§ **What the exercise asks**:
What the task requires is each entry, restated exactly.

++++++++++++++++++++

//! Driver payroll aggregation.
//!
//! Trips are matched by the **booking** date, never by the assignment
//! creation time. The stored per-assignment `driver_pay` is the source of
//! truth for what a driver earned; the [`PayrollAudit`] block recomputes the
//! same period from the driver's *current* commission and base salary and
//! reports the difference, which is expected when the commission changed
//! inside the period.

use std::collections::BTreeMap;

use chrono::{DateTime, Datelike, NaiveDate, Utc};
use serde::{Deserialize, Serialize};
use uuid::Uuid;

use crate::{
    Assignment, AssignmentStatus, Booking, DateRange, Driver, Money, Rate, assignments::commission_for,
};

#[derive(Clone, Debug, PartialEq, Eq, Serialize, Deserialize)]
pub struct PayrollTrip {
    pub assignment_id: Uuid,
    pub booking_id: Uuid,
    pub date: NaiveDate,
    pub time: Option<String>,
    pub customer_name: String,
    pub route_code: String,
    pub total_price: Money,
    pub driver_pay: Money,
    pub company_profit: Money,
    pub status: AssignmentStatus,
    pub paid: bool,
    pub paid_at: Option<DateTime<Utc>>,
}

impl PayrollTrip {
    fn new(assignment: &Assignment, booking: &Booking) -> Self {
        Self {
            assignment_id: assignment.id,
            booking_id: booking.id,
            date: booking.date,
            time: booking.time.clone(),
            customer_name: booking.customer_name.clone(),
            route_code: booking.route_code.clone(),
            total_price: booking.total_price,
            driver_pay: assignment.driver_pay,
            company_profit: assignment.company_profit,
            status: assignment.status,
            paid: assignment.paid,
            paid_at: assignment.paid_at,
        }
    }
}

#[derive(Clone, Debug, PartialEq, Eq, Serialize, Deserialize)]
pub struct PayrollDay {
    pub date: NaiveDate,
    pub revenue: Money,
    pub driver_pay: Money,
    pub trips: Vec<PayrollTrip>,
}

#[derive(Clone, Debug, PartialEq, Eq, Serialize, Deserialize)]
pub struct PayrollMonth {
    /// `YYYY-MM`.
    pub month: String,
    pub revenue: Money,
    pub driver_pay: Money,
    pub total_trips: usize,
    /// Days with at least one trip.
    pub total_days: usize,
}

/// Figures recomputed from the driver's current commission and base salary.
#[derive(Clone, Debug, PartialEq, Serialize, Deserialize)]
pub struct PayrollAudit {
    pub commission: Rate,
    /// Base salary counted once per calendar month touched by the range.
    pub base_salary_total: Money,
    pub commission_pay: Money,
    /// `base_salary_total + commission_pay`.
    pub driver_pay: Money,
    /// `revenue - commission_pay`.
    pub profit: Money,
    /// `commission_pay - stored driver pay`; non-zero when the commission
    /// changed after some trips were assigned.
    pub commission_drift: Money,
}

impl PayrollAudit {
    pub fn drifted(&self) -> bool {
        !self.commission_drift.is_zero()
    }
}

#[derive(Clone, Debug, PartialEq, Serialize, Deserialize)]
pub struct PayrollSummary {
    pub revenue: Money,
    /// Sum of the stored per-assignment pay.
    pub driver_pay: Money,
    /// Sum of the stored per-assignment company profit.
    pub company_profit: Money,
    pub paid_pay: Money,
    pub unpaid_pay: Money,
    pub total_trips: usize,
    pub total_days: usize,
    pub audit: PayrollAudit,
}

#[derive(Clone, Debug, PartialEq, Serialize, Deserialize)]
pub struct PayrollReport {
    pub driver_id: Uuid,
    pub driver_name: String,
    pub range: DateRange,
    pub trips: Vec<PayrollTrip>,
    pub days: Vec<PayrollDay>,
    pub months: Vec<PayrollMonth>,
    pub summary: PayrollSummary,
}

/// Builds the payroll of `driver` over `range`.
///
/// `rows` may contain trips outside the range; they are ignored.
pub fn build<'a, I>(driver: &Driver, rows: I, range: DateRange, default_commission: Rate) -> PayrollReport
where
    I: IntoIterator<Item = (&'a Assignment, &'a Booking)>,
{
    let mut trips: Vec<PayrollTrip> = rows
        .into_iter()
        .filter(|(_, booking)| range.contains(booking.date))
        .map(|(assignment, booking)| PayrollTrip::new(assignment, booking))
        .collect();
    trips.sort_by(|a, b| {
        a.date
            .cmp(&b.date)
            .then_with(|| a.time.cmp(&b.time))
            .then_with(|| a.booking_id.cmp(&b.booking_id))
    });

    let mut by_day: BTreeMap<NaiveDate, PayrollDay> = BTreeMap::new();
    for trip in &trips {
        let day = by_day.entry(trip.date).or_insert_with(|| PayrollDay {
            date: trip.date,
            revenue: Money::ZERO,
            driver_pay: Money::ZERO,
            trips: Vec::new(),
        });
        day.revenue += trip.total_price;
        day.driver_pay += trip.driver_pay;
        day.trips.push(trip.clone());
    }
    let days: Vec<PayrollDay> = by_day.into_values().collect();

    let mut by_month: BTreeMap<(i32, u32), PayrollMonth> = BTreeMap::new();
    for day in &days {
        let key = (day.date.year(), day.date.month());
        let month = by_month.entry(key).or_insert_with(|| PayrollMonth {
            month: format!("{:04}-{:02}", key.0, key.1),
            revenue: Money::ZERO,
            driver_pay: Money::ZERO,
            total_trips: 0,
            total_days: 0,
        });
        month.revenue += day.revenue;
        month.driver_pay += day.driver_pay;
        month.total_trips += day.trips.len();
        month.total_days += 1;
    }
    let months: Vec<PayrollMonth> = by_month.into_values().collect();

    let revenue: Money = trips.iter().map(|t| t.total_price).sum();
    let driver_pay: Money = trips.iter().map(|t| t.driver_pay).sum();
    let paid_pay: Money = trips.iter().filter(|t| t.paid).map(|t| t.driver_pay).sum();

    let commission = commission_for(Some(driver), default_commission);
    let commission_pay = commission.apply(revenue);
    let base_salary_total = Money::new(
        driver
            .base_salary
            .minor()
            .saturating_mul(i64::from(range.months_spanned())),
    );

    let summary = PayrollSummary {
        revenue,
        driver_pay,
        company_profit: trips.iter().map(|t| t.company_profit).sum(),
        paid_pay,
        unpaid_pay: driver_pay - paid_pay,
        total_trips: trips.len(),
        total_days: days.len(),
        audit: PayrollAudit {
            commission,
            base_salary_total,
            commission_pay,
            driver_pay: base_salary_total.saturating_add(commission_pay),
            profit: revenue - commission_pay,
            commission_drift: commission_pay - driver_pay,
        },
    };

    PayrollReport {
        driver_id: driver.id,
        driver_name: driver.name.clone(),
        range,
        trips,
        days,
        months,
        summary,
    }
}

++++++++++++++++++++

§ **Result**:
//! Driver payroll aggregation.
//!
//! Trips are matched by the **booking** date, never by the assignment
//! creation time. The stored per-assignment `driver_pay` is the source of
//! truth for what a driver earned; the [`PayrollAudit`] block recomputes the
//! same period from the driver's *current* commission and base salary and
//! reports the difference, which is expected when the commission changed
//! inside the period.

use std::collections::BTreeMap;

use chrono::{DateTime, Datelike, NaiveDate, Utc};
use serde::{Deserialize, Serialize};
use uuid::Uuid;

use crate::{
    Assignment, AssignmentStatus, Booking, DateRange, Driver, Money, Rate, assignments::commission_for,
};

#[derive(Clone, Debug, PartialEq, Eq, Serialize, Deserialize)]
pub struct PayrollTrip {
    pub assignment_id: Uuid,
    pub booking_id: Uuid,
    pub date: NaiveDate,
    pub time: Option<String>,
    pub customer_name: String,
    pub route_code: String,
    pub total_price: Money,
    pub driver_pay: Money,
    pub company_profit: Money,
    pub status: AssignmentStatus,
    pub paid: bool,
    pub paid_at: Option<DateTime<Utc>>,
}

impl PayrollTrip {
    fn new(assignment: &Assignment, booking: &Booking) -> Self {
        Self {
            assignment_id: assignment.id,
            booking_id: booking.id,
            date: booking.date,
            time: booking.time.clone(),
            customer_name: booking.customer_name.clone(),
            route_code: booking.route_code.clone(),
            total_price: booking.total_price,
            driver_pay: assignment.driver_pay,
            company_profit: assignment.company_profit,
            status: assignment.status,
            paid: assignment.paid,
            paid_at: assignment.paid_at,
        }
    }
}

#[derive(Clone, Debug, PartialEq, Eq, Serialize, Deserialize)]
pub struct PayrollDay {
    pub date: NaiveDate,
    pub revenue: Money,
    pub driver_pay: Money,
    pub trips: Vec<PayrollTrip>,
}

#[derive(Clone, Debug, PartialEq, Eq, Serialize, Deserialize)]
pub struct PayrollMonth {
    /// `YYYY-MM`.
    pub month: String,
    pub revenue: Money,
    pub driver_pay: Money,
    pub total_trips: usize,
    /// Days with at least one trip.
    pub total_days: usize,
}

/// Figures recomputed from the driver's current commission and base salary.
#[derive(Clone, Debug, PartialEq, Serialize, Deserialize)]
pub struct PayrollAudit {
    pub commission: Rate,
    /// Base salary counted once per calendar month touched by the range.
    pub base_salary_total: Money,
    pub commission_pay: Money,
    /// `base_salary_total + commission_pay`.
    pub driver_pay: Money,
    /// `revenue - commission_pay`.
    pub profit: Money,
    /// `commission_pay - stored driver pay`; non-zero when the commission
    /// changed after some trips were assigned.
    pub commission_drift: Money,
}

impl PayrollAudit {
    pub fn drifted(&self) -> bool {
        !self.commission_drift.is_zero()
    }
}

#[derive(Clone, Debug, PartialEq, Serialize, Deserialize)]
pub struct PayrollSummary {
    pub revenue: Money,
    /// Sum of the stored per-assignment pay.
    pub driver_pay: Money,
    /// Sum of the stored per-assignment company profit.
    pub company_profit: Money,
    pub paid_pay: Money,
    pub unpaid_pay: Money,
    pub total_trips: usize,
    pub total_days: usize,
    pub audit: PayrollAudit,
}

#[derive(Clone, Debug, PartialEq, Serialize, Deserialize)]
pub struct PayrollReport {
    pub driver_id: Uuid,
    pub driver_name: String,
    pub range: DateRange,
    pub trips: Vec<PayrollTrip>,
    pub days: Vec<PayrollDay>,
    pub months: Vec<PayrollMonth>,
    pub summary: PayrollSummary,
}

/// Builds the payroll of `driver` over `range`.
///
/// `rows` may contain trips outside the range; they are ignored.
pub fn build<'a, I>(driver: &Driver, rows: I, range: DateRange, default_commission: Rate) -> PayrollReport
where
    I: IntoIterator<Item = (&'a Assignment, &'a Booking)>,
{
    let mut trips: Vec<PayrollTrip> = rows
        .into_iter()
        .filter(|(_, booking)| range.contains(booking.date))
        .map(|(assignment, booking)| PayrollTrip::new(assignment, booking))
        .collect();
    trips.sort_by(|a, b| {
        a.date
            .cmp(&b.date)
            .then_with(|| a.time.cmp(&b.time))
            .then_with(|| a.booking_id.cmp(&b.booking_id))
    });

    let mut by_day: BTreeMap<NaiveDate, PayrollDay> = BTreeMap::new();
    for trip in &trips {
        let day = by_day.entry(trip.date).or_insert_with(|| PayrollDay {
            date: trip.date,
            revenue: Money::ZERO,
            driver_pay: Money::ZERO,
            trips: Vec::new(),
        });
        day.revenue += trip.total_price;
        day.driver_pay += trip.driver_pay;
        day.trips.push(trip.clone());
    }
    let days: Vec<PayrollDay> = by_day.into_values().collect();

    let mut by_month: BTreeMap<(i32, u32), PayrollMonth> = BTreeMap::new();
    for day in &days {
        let key = (day.date.year(), day.date.month());
        let month = by_month.entry(key).or_insert_with(|| PayrollMonth {
            month: format!("{:04}-{:02}", key.0, key.1),
            revenue: Money::ZERO,
            driver_pay: Money::ZERO,
            total_trips: 0,
            total_days: 0,
        });
        month.revenue += day.revenue;
        month.driver_pay += day.driver_pay;
        month.total_trips += day.trips.len();
        month.total_days += 1;
    }
    let months: Vec<PayrollMonth> = by_month.into_values().collect();

    let revenue: Money = trips.iter().map(|t| t.total_price).sum();
    let driver_pay: Money = trips.iter().map(|t| t.driver_pay).sum();
    let paid_pay: Money = trips.iter().filter(|t| t.paid).map(|t| t.driver_pay).sum();

    let commission = commission_for(Some(driver), default_commission);
    let commission_pay = commission.apply(revenue);
    let base_salary_total = Money::new(
        driver
            .base_salary
            .minor()
            .saturating_mul(i64::from(range.months_spanned())),
    );

    let summary = PayrollSummary {
        revenue,
        driver_pay,
        company_profit: trips.iter().map(|t| t.company_profit).sum(),
        paid_pay,
        unpaid_pay: driver_pay - paid_pay,
        total_trips: trips.len(),
        total_days: days.len(),
        audit: PayrollAudit {
            commission,
            base_salary_total,
            commission_pay,
            driver_pay: base_salary_total.saturating_add(commission_pay),
            profit: revenue - commission_pay,
            commission_drift: commission_pay - driver_pay,
        },
    };

    PayrollReport {
        driver_id: driver.id,
        driver_name: driver.name.clone(),
        range,
        trips,
        days,
        months,
        summary,
    }
}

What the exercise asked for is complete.